Work instructions:
Transcribe exactly the span of lines that begins the records and ends with the line holding "configuration file (JSON)", both boundary lines included.

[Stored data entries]
= = = =
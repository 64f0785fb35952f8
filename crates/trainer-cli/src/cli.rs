use clap::{Parser, Subcommand, ValueEnum};
use std::path::PathBuf;
use trainer_core::OffsetChain;

#[derive(Parser)]
#[command(name = "trainer")]
#[command(about = "Attach to a running game and poke at its memory")]
#[command(version)]
pub struct Cli {
    /// Engine configuration file (JSON)
    #[arg(short, long, global = true, default_value = "trainer.json")]
    pub config: PathBuf,

    /// Target executable name, overriding the configuration
    #[arg(short, long, global = true, env = "TRAINER_PROCESS")]
    pub process: Option<String>,

    /// Seconds to wait for the target to become live
    #[arg(long, global = true, default_value_t = 30)]
    pub wait: u64,

    #[command(subcommand)]
    pub command: Command,
}

#[derive(Subcommand)]
pub enum Command {
    /// Follow the target's lifecycle until Ctrl+C
    Watch {
        /// Bring the game window to the foreground once attached
        #[arg(long)]
        focus: bool,
    },
    /// Read values through an offset chain
    Read {
        #[command(flatten)]
        target: ChainArgs,

        #[arg(short = 't', long = "type", value_enum, default_value = "i32")]
        value_type: ValueType,

        /// Number of consecutive values (ignored for strings)
        #[arg(short = 'n', long, default_value_t = 1)]
        count: usize,
    },
    /// Write a value through an offset chain
    Write {
        #[command(flatten)]
        target: ChainArgs,

        #[arg(short = 't', long = "type", value_enum, default_value = "i32")]
        value_type: ValueType,

        #[arg(short, long, allow_hyphen_values = true)]
        value: String,
    },
    /// Run a signature file against the target and print resolved offsets
    Scan {
        #[arg(short, long)]
        signatures: PathBuf,

        /// Print resolved offsets as JSON
        #[arg(long)]
        json: bool,
    },
    /// Call a function inside the target
    Call {
        /// Function address (hex)
        #[arg(short, long)]
        address: String,

        /// Treat the address as relative to the image base
        #[arg(long)]
        relative: bool,

        /// Integer arguments, in register order
        #[arg(long = "int", allow_hyphen_values = true, conflicts_with = "string")]
        ints: Vec<String>,

        /// Float arguments, in register order
        #[arg(long = "float", allow_hyphen_values = true, conflicts_with = "string")]
        floats: Vec<f32>,

        /// Pass a single string argument instead
        #[arg(long)]
        string: Option<String>,
    },
    /// Turn a captured call stack back into absolute addresses
    Symbolize {
        /// Space-separated image-relative frames
        stack: String,

        /// Image base to apply (hex)
        #[arg(short, long)]
        base: Option<String>,
    },
}

#[derive(clap::Args)]
pub struct ChainArgs {
    /// Offset chain, e.g. "0x5B28C0,0x18,0x2B4"
    #[arg(long, allow_hyphen_values = true)]
    pub chain: OffsetChain,

    /// The first offset is an absolute address rather than image-relative
    #[arg(long)]
    pub absolute: bool,
}

impl ChainArgs {
    pub fn resolve(&self) -> OffsetChain {
        if self.absolute && !self.chain.is_absolute() {
            OffsetChain::absolute(self.chain.offsets())
        } else {
            self.chain.clone()
        }
    }
}

#[derive(Clone, Copy, Debug, PartialEq, Eq, ValueEnum)]
pub enum ValueType {
    I32,
    U32,
    I64,
    U64,
    F32,
    F64,
    String,
}
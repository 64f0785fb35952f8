//! Out-of-process game trainer engine.
//!
//! Attaches to a running game by executable name, follows its lifecycle on a
//! background heartbeat, and gives callers pointer-chain reads and writes,
//! code signature scanning, and remote function invocation inside the target.

pub mod config;
pub mod engine;
pub mod error;
pub mod fatal;
pub mod invoke;
pub mod memory;
pub mod scan;
pub mod session;
pub mod window;

pub use config::{EngineConfig, EngineConfigBuilder, UnresolvedScanPolicy, WatchConfig};
pub use engine::{Engine, EngineBuilder};
pub use error::{Error, Result};
pub use fatal::{CallStack, Decision, FatalContext, FatalHandler, FatalReporter};
pub use invoke::{CallArgs, RemoteInvoker};
pub use memory::{
    AddressCache, Attachment, OffsetChain, ProcessMemory, ProcessProvider, RemoteMemory,
    SystemProvider, WindowHandle,
};
pub use scan::{
    CodeSignature, Pattern, ResolvedOffsets, ScanFlow, ScanHit, SignatureScanner, SignatureSet,
    load_signatures, save_signatures,
};
pub use session::{
    ChainWatch, DefaultPredicate, Status, StatusListener, Transition, TransitionPredicate,
    WatchSource, Watched,
};
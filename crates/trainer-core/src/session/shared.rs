use std::sync::{Arc, Mutex, MutexGuard, PoisonError, RwLock};

use crate::invoke::{DEFAULT_CALL_TIMEOUT, RemoteInvoker, ScratchTracker};
use crate::memory::{AddressCache, Attachment, RemoteMemory};
use crate::scan::SignatureScanner;

use super::heartbeat::HeartbeatSignal;
use super::status::{SharedStatus, Status};

/// State shared by the heartbeat thread and caller threads.
///
/// The published attachment is written only by the heartbeat. Callers take an
/// `Arc` snapshot of it, so handle and base address are always read together.
pub struct SessionShared {
    attachment: RwLock<Option<Arc<Attachment>>>,
    status: SharedStatus,
    cache: AddressCache,
    scanner: Mutex<SignatureScanner>,
    signal: HeartbeatSignal,
    scratch: Arc<ScratchTracker>,
}

impl SessionShared {
    pub fn new(scan_chunk_size: usize) -> Self {
        let scratch = Arc::new(ScratchTracker::new());
        let mut scanner = SignatureScanner::with_chunk_size(scan_chunk_size);
        scanner.set_invoker(RemoteInvoker::with_tracker(
            DEFAULT_CALL_TIMEOUT,
            Arc::clone(&scratch),
        ));

        Self {
            attachment: RwLock::new(None),
            status: SharedStatus::default(),
            cache: AddressCache::new(),
            scanner: Mutex::new(scanner),
            signal: HeartbeatSignal::new(),
            scratch,
        }
    }

    /// The attachment callers may use, if any.
    pub fn attachment(&self) -> Option<Arc<Attachment>> {
        self.attachment
            .read()
            .unwrap_or_else(PoisonError::into_inner)
            .clone()
    }

    pub(crate) fn publish(&self, attachment: Option<Arc<Attachment>>) {
        *self.attachment.write().unwrap_or_else(PoisonError::into_inner) = attachment;
    }

    /// Caller-facing view of the published session.
    pub fn memory(&self) -> RemoteMemory<'_> {
        RemoteMemory::new(self.attachment(), &self.cache)
    }

    pub fn cache(&self) -> &AddressCache {
        &self.cache
    }

    pub fn status(&self) -> Status {
        self.status.get()
    }

    pub(crate) fn set_status(&self, status: Status) {
        self.status.set(status);
    }

    pub fn scanner(&self) -> MutexGuard<'_, SignatureScanner> {
        self.scanner.lock().unwrap_or_else(PoisonError::into_inner)
    }

    pub fn signal(&self) -> &HeartbeatSignal {
        &self.signal
    }

    pub fn scratch(&self) -> &Arc<ScratchTracker> {
        &self.scratch
    }

    /// Whether a session is published and its process is still running.
    pub fn is_session_handle_valid(&self) -> bool {
        self.attachment()
            .is_some_and(|attachment| attachment.process.is_alive())
    }
}
//! Read command implementation.

use std::fmt::Display;
use std::time::Duration;

use anyhow::Result;
use bytemuck::Pod;
use owo_colors::OwoColorize;
use trainer_core::{Engine, EngineConfig, OffsetChain};

use crate::cli::ValueType;

/// Run the read command
pub fn run(
    config: EngineConfig,
    wait: Duration,
    chain: &OffsetChain,
    value_type: ValueType,
    count: usize,
) -> Result<()> {
    let engine = super::connect(config, wait)?;

    match engine.memory().compute_address(chain) {
        Some(address) => println!("{} -> {}", chain, format!("{:#X}", address).cyan()),
        None => println!("{} -> {}", chain, "unresolved".red()),
    }

    match value_type {
        ValueType::I32 => print_values::<i32>(&engine, chain, count)?,
        ValueType::U32 => print_values::<u32>(&engine, chain, count)?,
        ValueType::I64 => print_values::<i64>(&engine, chain, count)?,
        ValueType::U64 => print_values::<u64>(&engine, chain, count)?,
        ValueType::F32 => print_values::<f32>(&engine, chain, count)?,
        ValueType::F64 => print_values::<f64>(&engine, chain, count)?,
        ValueType::String => println!("{:?}", engine.read_string(chain)),
    }

    Ok(())
}

fn print_values<T: Pod + Display>(engine: &Engine, chain: &OffsetChain, count: usize) -> Result<()> {
    let values = engine.try_read::<T>(chain, count.max(1))?;
    for (i, value) in values.iter().enumerate() {
        println!("[{}] {}", i, value.bold());
    }
    Ok(())
}
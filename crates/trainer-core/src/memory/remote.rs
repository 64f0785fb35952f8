//! Typed access to the target's address space over offset chains.

use std::sync::{Arc, OnceLock};

use bytemuck::Pod;
use tracing::{debug, trace};

use crate::error::{Error, Result};

use super::{AddressCache, OffsetChain, ProcessMemory, WindowHandle};

/// Reads never cross a page boundary, so a failed read only loses its own page.
const PAGE_SIZE: usize = 0x1000;
/// Longest string returned by [`RemoteMemory::read_string`].
const STRING_MAX_READ: usize = 0x1000;

/// One incarnation of an attached target: the handle and every address derived
/// from it. Replaced wholesale when the target restarts.
pub struct Attachment {
    pub process: Arc<dyn ProcessMemory>,
    pub pid: u32,
    pub base_address: u64,
    pub end_of_module: u64,
    pub(crate) window: OnceLock<WindowHandle>,
}

impl Attachment {
    pub fn new(
        process: Arc<dyn ProcessMemory>,
        pid: u32,
        base_address: u64,
        module_size: u64,
    ) -> Self {
        Self {
            process,
            pid,
            base_address,
            end_of_module: base_address.saturating_add(module_size),
            window: OnceLock::new(),
        }
    }

    pub fn window(&self) -> Option<WindowHandle> {
        self.window.get().copied()
    }

    pub fn module_size(&self) -> u64 {
        self.end_of_module - self.base_address
    }
}

/// A consistent view of the session (handle + base address) paired with the
/// address cache.
///
/// Built cheaply per operation. With no attachment every read yields zeros and
/// every write is dropped, since callers poll continuously and gaps heal by
/// themselves.
#[derive(Clone)]
pub struct RemoteMemory<'a> {
    attachment: Option<Arc<Attachment>>,
    cache: &'a AddressCache,
}

impl<'a> RemoteMemory<'a> {
    pub fn new(attachment: Option<Arc<Attachment>>, cache: &'a AddressCache) -> Self {
        Self { attachment, cache }
    }

    pub fn attachment(&self) -> Option<&Arc<Attachment>> {
        self.attachment.as_ref()
    }

    pub fn is_attached(&self) -> bool {
        self.attachment.is_some()
    }

    pub fn base_address(&self) -> u64 {
        self.attachment.as_ref().map_or(0, |a| a.base_address)
    }

    pub fn end_of_module(&self) -> u64 {
        self.attachment.as_ref().map_or(0, |a| a.end_of_module)
    }

    fn process(&self) -> Result<&Arc<dyn ProcessMemory>> {
        self.attachment
            .as_ref()
            .map(|a| &a.process)
            .ok_or(Error::NotAttached)
    }

    pub fn try_read_bytes(&self, address: u64, size: usize) -> Result<Vec<u8>> {
        self.process()?.read_bytes(address, size)
    }

    /// Raw read; zero-filled when there is no session or the read fails.
    pub fn read_bytes(&self, address: u64, size: usize) -> Vec<u8> {
        self.try_read_bytes(address, size).unwrap_or_else(|e| {
            trace!("read_bytes({:#x}, {}) failed: {}", address, size, e);
            vec![0; size]
        })
    }

    /// Raw write; silently dropped when there is no session.
    pub fn write_bytes(&self, address: u64, data: &[u8]) -> Result<()> {
        match self.process() {
            Ok(process) => process.write_bytes(address, data),
            Err(_) => Ok(()),
        }
    }

    pub fn allocate(&self, size: usize) -> Result<u64> {
        self.process()?.allocate(size)
    }

    pub fn free(&self, address: u64) -> Result<()> {
        self.process()?.free(address)
    }

    /// Final address of `chain`, served from the cache when possible.
    ///
    /// Only the end-to-end result is cached, never the intermediate pointers.
    pub fn compute_address(&self, chain: &OffsetChain) -> Option<u64> {
        let attachment = self.attachment.as_ref()?;
        if let Some(address) = self.cache.resolve(chain) {
            return Some(address);
        }

        let generation = self.cache.generation();
        let process = &attachment.process;
        let address = chain.walk(attachment.base_address, |addr| process.read_u64(addr).ok());

        match address {
            Some(address) => {
                self.cache.store(chain, address, generation);
                Some(address)
            }
            None => {
                debug!("Offset chain [{}] could not be resolved", chain);
                None
            }
        }
    }

    /// Read `count` values at the end of `chain`.
    pub fn try_read<T: Pod>(&self, chain: &OffsetChain, count: usize) -> Result<Vec<T>> {
        let process = self.process()?;
        let address = self
            .compute_address(chain)
            .ok_or_else(|| Error::MemoryReadFailed {
                address: 0,
                message: format!("unresolved offset chain [{}]", chain),
            })?;

        let mut data = vec![T::zeroed(); count];
        let size = std::mem::size_of_val(data.as_slice());
        let bytes = process.read_bytes(address, size)?;
        if bytes.len() != size {
            return Err(Error::MemoryReadFailed {
                address,
                message: format!("short read ({} of {} bytes)", bytes.len(), size),
            });
        }
        bytemuck::cast_slice_mut::<T, u8>(data.as_mut_slice()).copy_from_slice(&bytes);
        Ok(data)
    }

    /// Read `count` values; zero-valued elements on any failure.
    pub fn read<T: Pod>(&self, chain: &OffsetChain, count: usize) -> Vec<T> {
        self.try_read(chain, count)
            .unwrap_or_else(|_| vec![T::zeroed(); count])
    }

    /// Read a single value; zero on failure.
    pub fn read_value<T: Pod>(&self, chain: &OffsetChain) -> T {
        self.read::<T>(chain, 1)
            .first()
            .copied()
            .unwrap_or_else(T::zeroed)
    }

    /// Write `data` at the end of `chain`.
    ///
    /// Dropped when there is no session or the chain does not resolve.
    pub fn write<T: Pod>(&self, chain: &OffsetChain, data: &[T]) -> Result<()> {
        if data.is_empty() || !self.is_attached() {
            return Ok(());
        }
        let Some(address) = self.compute_address(chain) else {
            return Ok(());
        };
        self.write_bytes(address, bytemuck::cast_slice(data))
    }

    /// Read the NUL-terminated string a `char*` at the end of `chain` points to.
    ///
    /// Reads up to the next page boundary first, then a page at a time. When a
    /// read fails the request is halved, so a string ending just before
    /// unmapped memory is still found. Bytes already read are kept.
    pub fn read_string(&self, chain: &OffsetChain) -> String {
        let Ok(process) = self.process() else {
            return String::new();
        };
        let text = match self.compute_address(chain) {
            Some(pointer) => process.read_u64(pointer).unwrap_or(0),
            None => 0,
        };
        if text == 0 {
            return String::new();
        }

        let mut bytes = Vec::new();
        let mut address = text;
        let mut request = PAGE_SIZE - (address as usize & (PAGE_SIZE - 1));
        while bytes.len() < STRING_MAX_READ {
            let size = request.min(STRING_MAX_READ - bytes.len());
            match process.read_bytes(address, size) {
                Ok(chunk) if !chunk.is_empty() => {
                    if let Some(end) = memchr::memchr(0, &chunk) {
                        bytes.extend_from_slice(&chunk[..end]);
                        break;
                    }
                    bytes.extend_from_slice(&chunk);
                    address += chunk.len() as u64;
                    if address as usize & (PAGE_SIZE - 1) == 0 {
                        request = PAGE_SIZE;
                    }
                }
                _ if size > 1 => request = size / 2,
                _ => {
                    trace!("String at {:#x} unterminated before {:#x}", text, address);
                    break;
                }
            }
        }
        String::from_utf8_lossy(&bytes).into_owned()
    }

    /// Overwrite the string a `char*` at the end of `chain` points to, NUL
    /// included. The pointer itself is left alone.
    ///
    /// Dropped when there is no session or the chain does not resolve. A null
    /// pointer is an error since there is nothing to write into.
    pub fn write_string(&self, chain: &OffsetChain, text: &str) -> Result<()> {
        let Ok(process) = self.process() else {
            return Ok(());
        };
        let Some(pointer) = self.compute_address(chain) else {
            return Ok(());
        };
        let target = process.read_u64(pointer)?;
        if target == 0 {
            return Err(Error::MemoryWriteFailed {
                address: pointer,
                message: "null string pointer".to_string(),
            });
        }

        let mut bytes = Vec::with_capacity(text.len() + 1);
        bytes.extend_from_slice(text.as_bytes());
        bytes.push(0);
        process.write_bytes(target, &bytes)
    }
}
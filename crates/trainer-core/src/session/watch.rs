//! Watched values polled every heartbeat.

use serde::{Deserialize, Serialize};

use crate::memory::{OffsetChain, RemoteMemory};

/// Last observed values that drive lifecycle detection.
#[derive(Debug, Clone, Copy, Default, PartialEq, Eq)]
pub struct Watched {
    pub load_counter: i32,
    pub entity_manager: u64,
}

/// Reads the watched values from the target.
pub trait WatchSource: Send + 'static {
    fn read(&mut self, memory: &RemoteMemory<'_>) -> Watched;
}

/// Reads the watched values through two offset chains.
#[derive(Debug, Clone, PartialEq, Eq, Serialize, Deserialize)]
pub struct ChainWatch {
    pub entity_manager: OffsetChain,
    pub load_counter: OffsetChain,
}

impl WatchSource for ChainWatch {
    fn read(&mut self, memory: &RemoteMemory<'_>) -> Watched {
        Watched {
            load_counter: memory.read_value::<i32>(&self.load_counter),
            entity_manager: memory.read_value::<u64>(&self.entity_manager),
        }
    }
}

impl<F> WatchSource for F
where
    F: FnMut(&RemoteMemory<'_>) -> Watched + Send + 'static,
{
    fn read(&mut self, memory: &RemoteMemory<'_>) -> Watched {
        self(memory)
    }
}
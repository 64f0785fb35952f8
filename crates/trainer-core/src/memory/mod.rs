mod backend;
mod cache;
mod chain;
mod process;
mod provider;
mod remote;

#[cfg(test)]
pub mod mock;

pub use backend::{ProcessMemory, ThreadOutcome, ThreadWait, classify_thread_wait};
pub use cache::AddressCache;
pub use chain::OffsetChain;
pub use process::*;
pub use provider::{OpenedProcess, ProcessProvider, WindowHandle};
pub use remote::{Attachment, RemoteMemory};

#[cfg(test)]
pub use mock::{MockExecution, MockMemoryBuilder, MockProcess, MockProvider};
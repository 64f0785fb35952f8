//! Declarative pointer-chasing paths.

use std::fmt;
use std::str::FromStr;

use serde::{Deserialize, Serialize};

use crate::error::{Error, Result};

/// A path from a base address to a final address.
///
/// Walking the chain means: start at the image base (or at zero when the chain
/// is absolute), add `offsets[0]`, read a pointer, add `offsets[1]`, read a
/// pointer, ... and finally add the last offset. The final address itself is
/// never dereferenced; typed reads and writes do that.
#[derive(Debug, Clone, Default, PartialEq, Eq, Hash, Serialize, Deserialize)]
pub struct OffsetChain {
    offsets: Vec<i64>,
    #[serde(default)]
    absolute: bool,
}

impl OffsetChain {
    /// Chain relative to the image base.
    pub fn new(offsets: impl Into<Vec<i64>>) -> Self {
        Self {
            offsets: offsets.into(),
            absolute: false,
        }
    }

    /// Chain whose first offset is itself an absolute address.
    pub fn absolute(offsets: impl Into<Vec<i64>>) -> Self {
        Self {
            offsets: offsets.into(),
            absolute: true,
        }
    }

    pub fn offsets(&self) -> &[i64] {
        &self.offsets
    }

    pub fn is_absolute(&self) -> bool {
        self.absolute
    }

    /// Extend the chain by one more dereference step.
    pub fn then(&self, offset: i64) -> Self {
        let mut offsets = self.offsets.clone();
        offsets.push(offset);
        Self {
            offsets,
            absolute: self.absolute,
        }
    }

    /// Walk the chain from `image_base`.
    ///
    /// `read_pointer` is called once per intermediate step. A failed or null
    /// dereference ends the walk with `None`.
    pub fn walk<F>(&self, image_base: u64, mut read_pointer: F) -> Option<u64>
    where
        F: FnMut(u64) -> Option<u64>,
    {
        let mut address = if self.absolute { 0 } else { image_base };
        let Some((last, steps)) = self.offsets.split_last() else {
            return Some(address);
        };

        for &offset in steps {
            address = address.wrapping_add_signed(offset);
            match read_pointer(address) {
                Some(pointer) if pointer != 0 => address = pointer,
                _ => return None,
            }
        }

        Some(address.wrapping_add_signed(*last))
    }
}

impl fmt::Display for OffsetChain {
    fn fmt(&self, f: &mut fmt::Formatter<'_>) -> fmt::Result {
        if self.absolute {
            f.write_str("abs:")?;
        }
        for (i, offset) in self.offsets.iter().enumerate() {
            if i > 0 {
                f.write_str(",")?;
            }
            if *offset < 0 {
                write!(f, "-{:#x}", offset.unsigned_abs())?;
            } else {
                write!(f, "{:#x}", offset)?;
            }
        }
        Ok(())
    }
}

impl FromStr for OffsetChain {
    type Err = Error;

    /// Parse `"0x10,-0x8,32"`; an `abs:` prefix marks an absolute chain.
    fn from_str(s: &str) -> Result<Self> {
        let (absolute, body) = match s.trim().strip_prefix("abs:") {
            Some(rest) => (true, rest),
            None => (false, s.trim()),
        };

        let offsets = body
            .split(',')
            .map(str::trim)
            .filter(|token| !token.is_empty())
            .map(parse_offset)
            .collect::<Result<Vec<_>>>()?;

        if offsets.is_empty() {
            return Err(Error::InvalidOffsetChain("chain is empty".to_string()));
        }

        Ok(Self { offsets, absolute })
    }
}

fn parse_offset(token: &str) -> Result<i64> {
    let (negative, digits) = match token.strip_prefix('-') {
        Some(rest) => (true, rest),
        None => (false, token),
    };

    let value = match digits
        .strip_prefix("0x")
        .or_else(|| digits.strip_prefix("0X"))
    {
        Some(hex) => i64::from_str_radix(hex, 16),
        None => digits.parse::<i64>(),
    }
    .map_err(|e| Error::InvalidOffsetChain(format!("'{}': {}", token, e)))?;

    Ok(if negative { -value } else { value })
}
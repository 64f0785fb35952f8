//! Resolved-address cache
//!
//! Remembers the final address of every offset chain walked during the current
//! session incarnation, so repeated reads skip the pointer chase.

use std::collections::HashMap;
use std::sync::{Mutex, MutexGuard, PoisonError};

use tracing::debug;

use super::OffsetChain;

#[derive(Debug, Default)]
struct CacheInner {
    generation: u64,
    entries: HashMap<OffsetChain, u64>,
}

/// Thread-safe map from offset chain to its last resolved address.
///
/// A single lock guards the whole map. Every [`invalidate_all`](Self::invalidate_all)
/// bumps a generation counter; stores computed against an older generation are
/// rejected, so a walk that raced an invalidation cannot reinsert a stale address.
#[derive(Debug, Default)]
pub struct AddressCache {
    inner: Mutex<CacheInner>,
}

impl AddressCache {
    pub fn new() -> Self {
        Self::default()
    }

    fn lock(&self) -> MutexGuard<'_, CacheInner> {
        self.inner.lock().unwrap_or_else(PoisonError::into_inner)
    }

    /// Current generation; capture it before walking a chain and pass it to `store`.
    pub fn generation(&self) -> u64 {
        self.lock().generation
    }

    pub fn resolve(&self, chain: &OffsetChain) -> Option<u64> {
        self.lock().entries.get(chain).copied()
    }

    /// Store a resolved address. Returns `false` when the cache was invalidated
    /// after `generation` was captured.
    pub fn store(&self, chain: &OffsetChain, address: u64, generation: u64) -> bool {
        let mut inner = self.lock();
        if inner.generation != generation {
            return false;
        }
        inner.entries.insert(chain.clone(), address);
        true
    }

    pub fn invalidate_all(&self) {
        let mut inner = self.lock();
        inner.generation = inner.generation.wrapping_add(1);
        if !inner.entries.is_empty() {
            debug!("Invalidating {} cached addresses", inner.entries.len());
        }
        inner.entries.clear();
    }

    pub fn len(&self) -> usize {
        self.lock().entries.len()
    }

    pub fn is_empty(&self) -> bool {
        self.lock().entries.is_empty()
    }
}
= = = =
Written solution:
repository 64f0785fb35952f8
filename crates/trainer-cli/src/cli.rs
use clap::{Parser, Subcommand, ValueEnum};
use std::path::PathBuf;
use trainer_core::OffsetChain;

#[derive(Parser)]
#[command(name = "trainer")]
#[command(about = "Attach to a running game and poke at its memory")]
#[command(version)]
pub struct Cli {
    /// Engine configuration file (JSON)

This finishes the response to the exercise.